Sabemos ya que la gloria que Cristo ha recibido del Padre y desea para su Iglesia no tiene nada que ver con el triunfalismo. Consiste en la manifestación victoriosa del amor que sirve, se entrega y salva, del amor que, en definitiva, constituye el ser mismo de Dios. Jesús no retiene para sí la gloria, la prodiga en el amor con que procura el bien de los demás, sana sus dolencias, los libera de toda opresión y les da vida eterna. Esa es la gloria que da a sus discípulos y que ellos deberán transparentar en un amor mutuo semejante al suyo. 

Se entiende, entonces, que la práctica del amor que sirve y se entrega (el mandamiento del Señor) es lo que les ha de mantener unidos, pues en eso consiste la unidad verdadera de los que son de Cristo. Yo les he dado la gloria que tú me diste, de modo que puedan ser uno, como nosotros somos uno. 

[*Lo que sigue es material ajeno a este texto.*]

//! Store-level errors.

/// Failures raised by a blob store backend.
///
/// Shape-level problems (a document that parses but is not the expected
/// type) are not detected here; the store hands back whatever JSON is at
/// rest, and callers decide what counts as corruption.
#[derive(Debug, thiserror::Error)]
pub enum BlobStoreError {
    /// I/O failure reading or writing the backing medium.
    #[error("store I/O failure: {0}")]
    Io(#[from] std::io::Error),

    /// A stored document could not be parsed as JSON at all.
    #[error("stored document is not valid JSON: {0}")]
    Serialization(#[from] serde_json::Error),

    /// The key cannot be mapped onto the backend (empty, or containing
    /// a path-escaping segment).
    #[error("invalid store key: {0}")]
    InvalidKey(String),
}
//! Distributed lock primitives for serializing pool mutations.
//!
//! The actual mutual-exclusion guarantee lives in an external lock service
//! (database advisory locks, a coordination service, or the in-memory
//! implementation shipped here for tests and single-process deployments).
//! This crate only defines the contract and the scoped-release discipline:
//!
//! - Acquisition is **non-blocking**: `Ok(None)` means "held elsewhere right
//!   now", not a failure. A stuck service must surface as an error or `None`,
//!   never as an indefinite hang.
//! - Every caller that acquires must release on all exit paths of the
//!   protected section, including when the protected work fails.

use std::collections::HashMap;
use std::sync::atomic::{AtomicU64, Ordering};
use std::sync::{Arc, Mutex};

use async_trait::async_trait;
use thiserror::Error;
use tracing::{debug, warn};

/// Errors from the underlying lock service.
///
/// Callers should treat these as retryable conditions, not as proof that the
/// lock is held by someone else.
#[derive(Debug, Error)]
pub enum LockError {
    /// The lock service could not be reached.
    #[error("lock service unreachable: {0}")]
    Unreachable(String),

    /// The lock service refused the request.
    #[error("lock service rejected request: {0}")]
    Rejected(String),
}

/// Opaque proof of a held lock.
///
/// Consumed by [`LockService::release`]; dropping a handle without releasing
/// leaks the lock until the service's own expiry reclaims it.
#[derive(Debug)]
pub struct LockHandle {
    name: String,
    token: u64,
}

impl LockHandle {
    /// Name of the lock this handle was issued for.
    pub fn name(&self) -> &str {
        &self.name
    }
}

/// Non-blocking distributed lock service.
#[async_trait]
pub trait LockService: Send + Sync {
    /// Attempt to acquire the named lock.
    ///
    /// Returns `Ok(None)` when the lock is currently held elsewhere. Must not
    /// block waiting for the holder; contention is reported, not queued.
    async fn acquire(&self, name: &str) -> Result<Option<LockHandle>, LockError>;

    /// Release a previously acquired lock.
    async fn release(&self, handle: LockHandle) -> Result<(), LockError>;
}

/// Thin stateless wrapper around a [`LockService`] used by lease backends.
#[derive(Clone)]
pub struct LockCoordinator {
    service: Arc<dyn LockService>,
}

impl LockCoordinator {
    /// Create a coordinator over the given service.
    pub fn new(service: Arc<dyn LockService>) -> Self {
        Self { service }
    }

    /// Attempt to acquire the named lock without blocking.
    pub async fn try_acquire(&self, name: &str) -> Result<Option<LockHandle>, LockError> {
        let handle = self.service.acquire(name).await?;
        if handle.is_none() {
            debug!(lock = %name, "lock held elsewhere");
        }
        Ok(handle)
    }

    /// Release a held lock.
    ///
    /// Release failures are logged and absorbed: the caller's result must
    /// reflect the protected work, and the service's expiry will reclaim a
    /// lock we failed to hand back.
    pub async fn release(&self, handle: LockHandle) {
        let name = handle.name().to_string();
        if let Err(err) = self.service.release(handle).await {
            warn!(lock = %name, error = %err, "failed to release lock");
        }
    }
}

/// In-process lock service for tests and single-node deployments.
pub struct InMemoryLockService {
    /// Lock name -> token of the current holder.
    held: Mutex<HashMap<String, u64>>,

    /// Counter for issuing handle tokens.
    next_token: AtomicU64,

    /// Whether acquire calls should fail with a service error.
    fail_acquires: bool,
}

impl InMemoryLockService {
    /// Create a new empty lock service.
    pub fn new() -> Self {
        Self {
            held: Mutex::new(HashMap::new()),
            next_token: AtomicU64::new(0),
            fail_acquires: false,
        }
    }

    /// Create a lock service that fails every acquire.
    pub fn failing() -> Self {
        Self {
            held: Mutex::new(HashMap::new()),
            next_token: AtomicU64::new(0),
            fail_acquires: true,
        }
    }

    /// Returns true if the named lock is currently held.
    pub fn is_held(&self, name: &str) -> bool {
        self.held.lock().unwrap().contains_key(name)
    }
}

impl Default for InMemoryLockService {
    fn default() -> Self {
        Self::new()
    }
}

#[async_trait]
impl LockService for InMemoryLockService {
    async fn acquire(&self, name: &str) -> Result<Option<LockHandle>, LockError> {
        if self.fail_acquires {
            return Err(LockError::Unreachable(
                "in-memory service configured to fail".to_string(),
            ));
        }

        let mut held = self.held.lock().unwrap();
        if held.contains_key(name) {
            return Ok(None);
        }

        let token = self.next_token.fetch_add(1, Ordering::SeqCst);
        held.insert(name.to_string(), token);
        Ok(Some(LockHandle {
            name: name.to_string(),
            token,
        }))
    }

    async fn release(&self, handle: LockHandle) -> Result<(), LockError> {
        let mut held = self.held.lock().unwrap();
        // Only the current holder's handle may release; a stale handle from an
        // earlier acquisition is a no-op.
        if held.get(&handle.name) == Some(&handle.token) {
            held.remove(&handle.name);
        }
        Ok(())
    }
}
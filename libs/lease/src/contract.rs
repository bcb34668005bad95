//! The lease contract implemented by every backend.

use async_trait::async_trait;

use crate::error::LeaseError;

/// Uniform capacity-leasing interface over heterogeneous cluster backends.
///
/// Upstream policy code depends only on this trait, never on backend
/// internals. `count` must be positive; callers choose it based on domain
/// policy, this layer performs no admission control. Neither operation is
/// atomic end-to-end: only the read-snapshot/compute-target/write-target
/// sequence of a single call is covered by the backend's own concurrency
/// policy.
#[async_trait]
pub trait LeaseBackend: Send + Sync {
    /// Increase the pool's effective capacity by `count` instances.
    async fn lend_instances(&self, pool_id: &str, count: u32) -> Result<(), LeaseError>;

    /// Decrease the pool's effective capacity by `count` instances.
    async fn return_instances(&self, pool_id: &str, count: u32) -> Result<(), LeaseError>;
}

/// Reject non-positive lease counts before touching any backend.
pub(crate) fn validate_count(pool_id: &str, count: u32) -> Result<(), LeaseError> {
    if count == 0 {
        return Err(LeaseError::InvalidRequest(format!(
            "lease count must be positive for pool {pool_id}"
        )));
    }
    Ok(())
}

#[cfg(test)]
mod tests {
    use super::*;

    #[test]
    fn zero_count_is_invalid() {
        let err = validate_count("pool-x", 0).unwrap_err();
        assert!(matches!(err, LeaseError::InvalidRequest(_)));
        assert!(!err.is_retryable());
    }

    #[test]
    fn positive_count_is_valid() {
        assert!(validate_count("pool-x", 1).is_ok());
    }
}
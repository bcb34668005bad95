//! # fleetlease-lease
//!
//! Instance lease coordinator: lets one compute pool temporarily borrow
//! running instances from (or return them to) another pool across two
//! structurally different cluster backends.
//!
//! ## Design principles
//!
//! - One contract, two backends: policy code depends on [`LeaseBackend`]
//!   only, never on backend internals.
//! - Snapshots are fetched fresh before every mutation and never cached; the
//!   update is always a full replacement of the sized fields.
//! - The autoscaling backend clamps a scalar desired size inside a fixed
//!   [min, max] band; the analytics backend shifts the band itself. The two
//!   sizing policies are intentionally separate algorithms.
//! - Every outbound call carries a timeout and a finite retry budget; no
//!   lease operation blocks forever.
//!
//! ## Modules
//!
//! - `contract`: the uniform lend/return trait
//! - `snapshot`: per-fetch capacity snapshot model
//! - `autoscaling`: autoscaling-group backend (locked lend path)
//! - `analytics`: analytics-cluster REST backend (band shift)
//! - `http`: retrying JSON client for the analytics API
//! - `config`: injected connection settings
//! - `error`: the lease error taxonomy

pub mod analytics;
pub mod autoscaling;
pub mod config;
pub mod contract;
pub mod error;
pub mod http;
pub mod snapshot;

// Re-export commonly used types
pub use analytics::{AnalyticsClusterBackend, NodeConfiguration};
pub use autoscaling::{
    AutoscalingLeaseBackend, AutoscalingProvider, GroupInfo, MockAutoscalingGroups,
};
pub use config::AnalyticsConfig;
pub use contract::LeaseBackend;
pub use error::LeaseError;
pub use snapshot::CapacitySnapshot;
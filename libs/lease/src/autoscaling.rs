//! Lease backend for autoscaling-group pools.
//!
//! Lends and returns capacity by nudging a group's desired size inside its
//! configured [min, max] band. The lend path is serialized per pool through
//! the distributed lock; the return path is not, and concurrent
//! read-modify-write races on the desired size are an accepted limitation of
//! the current design.

use std::collections::HashMap;
use std::sync::atomic::{AtomicU32, Ordering};
use std::sync::{Arc, Mutex};

use anyhow::Result;
use async_trait::async_trait;
use fleetlease_locking::LockCoordinator;
use tracing::{info, warn};

use crate::contract::{validate_count, LeaseBackend};
use crate::error::LeaseError;

/// Configured bounds and desired size of an autoscaling group.
#[derive(Debug, Clone, Copy, PartialEq, Eq)]
pub struct GroupInfo {
    pub min_size: u32,
    pub max_size: u32,
    pub current_size: u32,
}

/// Read/write access to the autoscaling provider's group API.
#[async_trait]
pub trait AutoscalingProvider: Send + Sync {
    /// Fetch a group's bounds and desired size. `None` when the group is
    /// unknown to the provider.
    async fn get_group_info(&self, group_name: &str) -> Result<Option<GroupInfo>>;

    /// Replace a group's desired size.
    async fn update_group(&self, group_name: &str, desired_size: u32) -> Result<()>;
}

/// Lease backend over an autoscaling provider.
pub struct AutoscalingLeaseBackend {
    provider: Arc<dyn AutoscalingProvider>,
    locks: LockCoordinator,
}

impl AutoscalingLeaseBackend {
    /// Create a backend over the given provider and lock coordinator.
    pub fn new(provider: Arc<dyn AutoscalingProvider>, locks: LockCoordinator) -> Self {
        Self { provider, locks }
    }

    fn lending_lock_name(pool_id: &str) -> String {
        format!("{pool_id}-lending")
    }

    async fn fetch_group(&self, pool_id: &str) -> Result<GroupInfo, LeaseError> {
        match self.provider.get_group_info(pool_id).await {
            Ok(Some(info)) => Ok(info),
            Ok(None) => Err(LeaseError::BackendUnavailable {
                pool_id: pool_id.to_string(),
                reason: "autoscaling group not found".to_string(),
            }),
            Err(err) => Err(LeaseError::BackendUnavailable {
                pool_id: pool_id.to_string(),
                reason: err.to_string(),
            }),
        }
    }

    async fn push_size(&self, pool_id: &str, new_size: u32) -> Result<(), LeaseError> {
        self.provider
            .update_group(pool_id, new_size)
            .await
            .map_err(|err| LeaseError::BackendRejected {
                pool_id: pool_id.to_string(),
                reason: err.to_string(),
            })
    }

    async fn grow(&self, pool_id: &str, count: u32) -> Result<(), LeaseError> {
        let group = self.fetch_group(pool_id).await?;
        let new_size = group.current_size.saturating_add(count).min(group.max_size);
        info!(
            pool = %pool_id,
            current = group.current_size,
            requested = count,
            new_size,
            "lending instances"
        );
        self.push_size(pool_id, new_size).await
    }
}

#[async_trait]
impl LeaseBackend for AutoscalingLeaseBackend {
    /// Lend instances by raising the group's desired size, clamped at
    /// `max_size`.
    ///
    /// The whole operation runs under the pool's lending lock. When the lock
    /// cannot be acquired -- held by a concurrent lender, or the lock service
    /// itself is down -- the call returns `Ok(())` without touching the
    /// group: a concurrent lender is already adjusting the pool, so this call
    /// yields instead of waiting or erroring. Callers depend on the lend path
    /// being non-blocking, so lend requests can be silently dropped under
    /// contention.
    async fn lend_instances(&self, pool_id: &str, count: u32) -> Result<(), LeaseError> {
        validate_count(pool_id, count)?;

        let lock_name = Self::lending_lock_name(pool_id);
        let handle = match self.locks.try_acquire(&lock_name).await {
            Ok(Some(handle)) => handle,
            Ok(None) => {
                info!(pool = %pool_id, "lend skipped, pool is being adjusted elsewhere");
                return Ok(());
            }
            Err(err) => {
                warn!(pool = %pool_id, error = %err, "lend skipped, lock service unavailable");
                return Ok(());
            }
        };

        // Release on every exit path of the locked section, including when
        // the fetch or the update fails.
        let outcome = self.grow(pool_id, count).await;
        self.locks.release(handle).await;
        outcome
    }

    /// Return instances by lowering the group's desired size, clamped at
    /// `min_size`.
    ///
    /// Unlike `lend_instances` this path takes no lock, so it can race a
    /// concurrent lend on the same pool.
    async fn return_instances(&self, pool_id: &str, count: u32) -> Result<(), LeaseError> {
        validate_count(pool_id, count)?;

        let group = self.fetch_group(pool_id).await?;
        let new_size = group.current_size.saturating_sub(count).max(group.min_size);
        info!(
            pool = %pool_id,
            current = group.current_size,
            requested = count,
            new_size,
            "returning instances"
        );
        self.push_size(pool_id, new_size).await
    }
}

/// In-memory autoscaling provider for tests and development.
pub struct MockAutoscalingGroups {
    groups: Mutex<HashMap<String, GroupInfo>>,

    /// Number of `update_group` calls observed.
    update_calls: AtomicU32,

    /// Whether updates should fail.
    fail_updates: bool,
}

impl MockAutoscalingGroups {
    /// Create an empty provider.
    pub fn new() -> Self {
        Self {
            groups: Mutex::new(HashMap::new()),
            update_calls: AtomicU32::new(0),
            fail_updates: false,
        }
    }

    /// Create a provider that fails every update.
    pub fn failing_updates() -> Self {
        Self {
            groups: Mutex::new(HashMap::new()),
            update_calls: AtomicU32::new(0),
            fail_updates: true,
        }
    }

    /// Register a group.
    pub fn with_group(self, name: &str, min: u32, max: u32, current: u32) -> Self {
        self.groups.lock().unwrap().insert(
            name.to_string(),
            GroupInfo {
                min_size: min,
                max_size: max,
                current_size: current,
            },
        );
        self
    }

    /// Current state of a registered group.
    pub fn group(&self, name: &str) -> Option<GroupInfo> {
        self.groups.lock().unwrap().get(name).copied()
    }

    /// How many times `update_group` has been called.
    pub fn update_call_count(&self) -> u32 {
        self.update_calls.load(Ordering::SeqCst)
    }
}

impl Default for MockAutoscalingGroups {
    fn default() -> Self {
        Self::new()
    }
}

#[async_trait]
impl AutoscalingProvider for MockAutoscalingGroups {
    async fn get_group_info(&self, group_name: &str) -> Result<Option<GroupInfo>> {
        Ok(self.groups.lock().unwrap().get(group_name).copied())
    }

    async fn update_group(&self, group_name: &str, desired_size: u32) -> Result<()> {
        self.update_calls.fetch_add(1, Ordering::SeqCst);
        if self.fail_updates {
            anyhow::bail!("mock provider configured to fail updates");
        }

        let mut groups = self.groups.lock().unwrap();
        match groups.get_mut(group_name) {
            Some(info) => {
                info.current_size = desired_size;
                Ok(())
            }
            None => anyhow::bail!("unknown group {group_name}"),
        }
    }
}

La Iglesia está fundada para reproducir y hacer presente en la historia la obediencia de Jesucristo al Padre, por la cual no vivió para sí, no vino a ser servido sino a servir y dio su vida. En el ejercicio de su misión, la Iglesia ha de reproducir ese mismo dinamismo de amor, entrega y servicio que en la persona y actuación de Jesús aparece como la gloria que ha recibido de su Padre. Por consiguiente, el éxito de la labor evangelizadora de la Iglesia no reside en la grandeza de sus instituciones y de sus obras, sino en su capacidad de hacer sentir a la gente el amor con que Jesús amó a su Padre y a sus hermanos. 

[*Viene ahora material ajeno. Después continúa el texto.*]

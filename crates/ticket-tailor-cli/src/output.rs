//! Terminal output formatting for the ticket-tailor CLI.
//!
//! Provides consistent, colored status output using the [`console`] crate.
//! Everything here goes to stderr; stdout is reserved for the ticket or the
//! variable list so that it can be piped.

use std::time::Duration;

use console::style;
use indicatif::{ProgressBar, ProgressStyle};

/// Print a bold cyan header with an underline separator.
pub fn print_header(text: &str) {
    eprintln!("\n{}", style(text).for_stderr().bold().cyan());
    eprintln!("{}", style("=".repeat(text.chars().count())).for_stderr().dim());
}

/// Print a success message prefixed with green `[OK]`.
pub fn print_success(text: &str) {
    eprintln!("{} {}", style("[OK]").for_stderr().green().bold(), text);
}

/// Print a warning message prefixed with yellow `[WARN]`.
pub fn print_warning(text: &str) {
    eprintln!("{} {}", style("[WARN]").for_stderr().yellow().bold(), text);
}

/// Print an unfilled item prefixed with red `[MISSING]`.
pub fn print_missing(text: &str) {
    eprintln!("{} {}", style("[MISSING]").for_stderr().red().bold(), text);
}

/// Print a progress step indicator like `[1/3] Analyzing template...`.
pub fn print_step(step: u32, total: u32, text: &str) {
    eprintln!("{} {}", style(format!("[{step}/{total}]")).for_stderr().dim(), text);
}

/// Print a key-value pair with dimmed key formatting.
pub fn print_key_value(key: &str, value: &str) {
    eprintln!("  {}: {}", style(key).for_stderr().dim(), value);
}

/// Start a spinner on stderr. Hidden automatically when stderr is not a terminal.
pub fn spinner(message: &str) -> ProgressBar {
    let pb = ProgressBar::new_spinner();
    pb.set_style(
        ProgressStyle::with_template("{spinner:.cyan} {msg}")
            .unwrap_or_else(|_| ProgressStyle::default_spinner()),
    );
    pb.set_message(message.to_string());
    pb.enable_steady_tick(Duration::from_millis(80));
    pb
}
//! Deterministic placeholder engine for ticket-tailor.
//!
//! Scans templates for `{{NAME}}` tokens with a regular expression and fills
//! them by literal, single-pass substitution. Pure functions, no I/O, no
//! shared mutable state: [`extract`] and [`render`] are usable directly, and
//! [`ScanEngine`] exposes them behind the
//! [`TicketEngine`](ticket_tailor_core::engine::TicketEngine) trait.
//!
//! ```
//! use ticket_tailor_core::engine::VariableValues;
//!
//! let template = "{{MODULE}} / {{ISSUE}} / {{MODULE}}";
//! assert_eq!(ticket_tailor_scan::extract(template), vec!["MODULE", "ISSUE"]);
//!
//! let mut values = VariableValues::new();
//! values.insert("MODULE".into(), "sale".into());
//! assert_eq!(
//!     ticket_tailor_scan::render(template, &values),
//!     "sale / {{ISSUE}} / sale"
//! );
//! ```

mod extract;
mod substitute;

pub use extract::{extract, placeholder};
pub use substitute::render;

use async_trait::async_trait;

use ticket_tailor_core::engine::{PrerequisiteError, TicketEngine, VariableValues};
use ticket_tailor_core::error::Result;

/// Regex-scan engine. Never fails and needs nothing at runtime.
pub struct ScanEngine;

impl Default for ScanEngine {
    fn default() -> Self {
        Self
    }
}

impl ScanEngine {
    pub fn new() -> Self {
        Self
    }
}

#[async_trait]
impl TicketEngine for ScanEngine {
    fn name(&self) -> &'static str {
        "scan"
    }

    fn display_name(&self) -> &'static str {
        "Local scan (regex)"
    }

    fn check_prerequisites(&self) -> std::result::Result<(), Vec<PrerequisiteError>> {
        Ok(())
    }

    async fn extract(&self, template: &str) -> Result<Vec<String>> {
        let variables = extract(template);
        tracing::debug!("found {} variables", variables.len());
        Ok(variables)
    }

    async fn render(&self, template: &str, values: &VariableValues) -> Result<String> {
        Ok(render(template, values))
    }
}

La unidad es don de Dios, por eso Jesús la pide para nosotros. La división, en cambio, es obra del pecado. La unión que hay entre el Padre y el Hijo es fuente de la unión en la comunidad de los cristianos y modelo que deben procurar imitar. En la vida trinitaria, las tres personas divinas, manteniendo sus características y funciones propias, forman un solo ser divino. En la comunidad cristiana no se puede buscar una unidad en la uniformidad, sino en el respeto de la diversidad, que es riqueza de la misma Iglesia. 

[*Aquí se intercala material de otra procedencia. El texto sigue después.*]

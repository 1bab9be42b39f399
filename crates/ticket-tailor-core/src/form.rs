//! Caller-side helpers for collecting variable values.
//!
//! None of these are used by the engines themselves: whether a ticket may be
//! generated with blanks left in it is the caller's decision.

use crate::engine::VariableValues;
use crate::error::{Result, TailorError};

/// Whether `values` holds a usable (non-blank) value for `name`.
pub fn is_filled(values: &VariableValues, name: &str) -> bool {
    values.get(name).is_some_and(|v| !v.trim().is_empty())
}

/// Variables with no usable value, in the order given.
pub fn missing_values(variables: &[String], values: &VariableValues) -> Vec<String> {
    variables
        .iter()
        .filter(|name| !is_filled(values, name))
        .cloned()
        .collect()
}

/// Fail with [`TailorError::MissingValues`] unless every variable is filled.
pub fn require_all(variables: &[String], values: &VariableValues) -> Result<()> {
    let missing = missing_values(variables, values);
    if missing.is_empty() {
        Ok(())
    } else {
        Err(TailorError::MissingValues(missing))
    }
}

/// Build a fresh value map for `variables`, carrying over what was already typed.
///
/// Keys that are no longer in the template are dropped; new variables start empty.
pub fn seed_values(variables: &[String], previous: &VariableValues) -> VariableValues {
    variables
        .iter()
        .map(|name| {
            let value = previous.get(name).cloned().unwrap_or_default();
            (name.clone(), value)
        })
        .collect()
}

/// Human-readable label for a variable: `BRIEF_DESCRIPTION` -> `BRIEF DESCRIPTION`.
pub fn field_label(name: &str) -> String {
    name.replace('_', " ")
}

/// Parse a `NAME=VALUE` assignment. Splits at the first `=`; the name is trimmed,
/// the value is kept as written.
pub fn parse_assignment(raw: &str) -> Option<(String, String)> {
    let (name, value) = raw.split_once('=')?;
    Some((name.trim().to_string(), value.to_string()))
}

#[cfg(test)]
mod tests {
    use super::*;

    fn values(pairs: &[(&str, &str)]) -> VariableValues {
        pairs
            .iter()
            .map(|(k, v)| (k.to_string(), v.to_string()))
            .collect()
    }

    fn names(list: &[&str]) -> Vec<String> {
        list.iter().map(|s| s.to_string()).collect()
    }

    #[test]
    fn test_missing_values_blank_counts_as_missing() {
        let vars = names(&["A", "B", "C", "D"]);
        let vals = values(&[("A", "x"), ("B", ""), ("C", "   ")]);
        assert_eq!(missing_values(&vars, &vals), names(&["B", "C", "D"]));
    }

    #[test]
    fn test_require_all() {
        let vars = names(&["A", "B"]);
        assert!(require_all(&vars, &values(&[("A", "1"), ("B", "2")])).is_ok());
        match require_all(&vars, &values(&[("A", "1")])) {
            Err(TailorError::MissingValues(missing)) => assert_eq!(missing, names(&["B"])),
            other => panic!("expected MissingValues, got {other:?}"),
        }
    }

    #[test]
    fn test_require_all_no_variables() {
        assert!(require_all(&[], &VariableValues::new()).is_ok());
    }

    #[test]
    fn test_seed_values_keeps_known_drops_stale() {
        let previous = values(&[("A", "kept"), ("OLD", "gone")]);
        let seeded = seed_values(&names(&["A", "NEW"]), &previous);
        assert_eq!(seeded, values(&[("A", "kept"), ("NEW", "")]));
    }

    #[test]
    fn test_field_label() {
        assert_eq!(field_label("BRIEF_DESCRIPTION"), "BRIEF DESCRIPTION");
        assert_eq!(field_label("name"), "name");
    }

    #[test]
    fn test_parse_assignment() {
        assert_eq!(
            parse_assignment(" MODULE = sale =x"),
            Some(("MODULE".to_string(), " sale =x".to_string()))
        );
        assert_eq!(parse_assignment("A="), Some(("A".to_string(), String::new())));
        assert_eq!(parse_assignment("no-equals"), None);
    }
}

Hay además un dinamismo de presente y futuro, de algo ya realizado, pero que todavía no ha alcanzado su plenitud. Jesús ha recibido ya la gloria del Padre porque le ha amado desde antes de la creación del mundo, pero espera ser glorificado en la hora de su muerte y resurrección. De modo semejante, la unidad de la Iglesia –en la que se muestra la gloria de Cristo– es una realidad actual, ya transmitida por él mismo, pero su plena realización es objeto de esperanza porque aún no se ha realizado plenamente. Cuando Cristo sea todo en todos y seamos congregados por él en su reino, entonces se alcanzará la unidad perfecta. Mientras tanto, la unidad de los cristianos es una tarea y un anhelo continuo pues tiene que ser visible para que el mundo crea.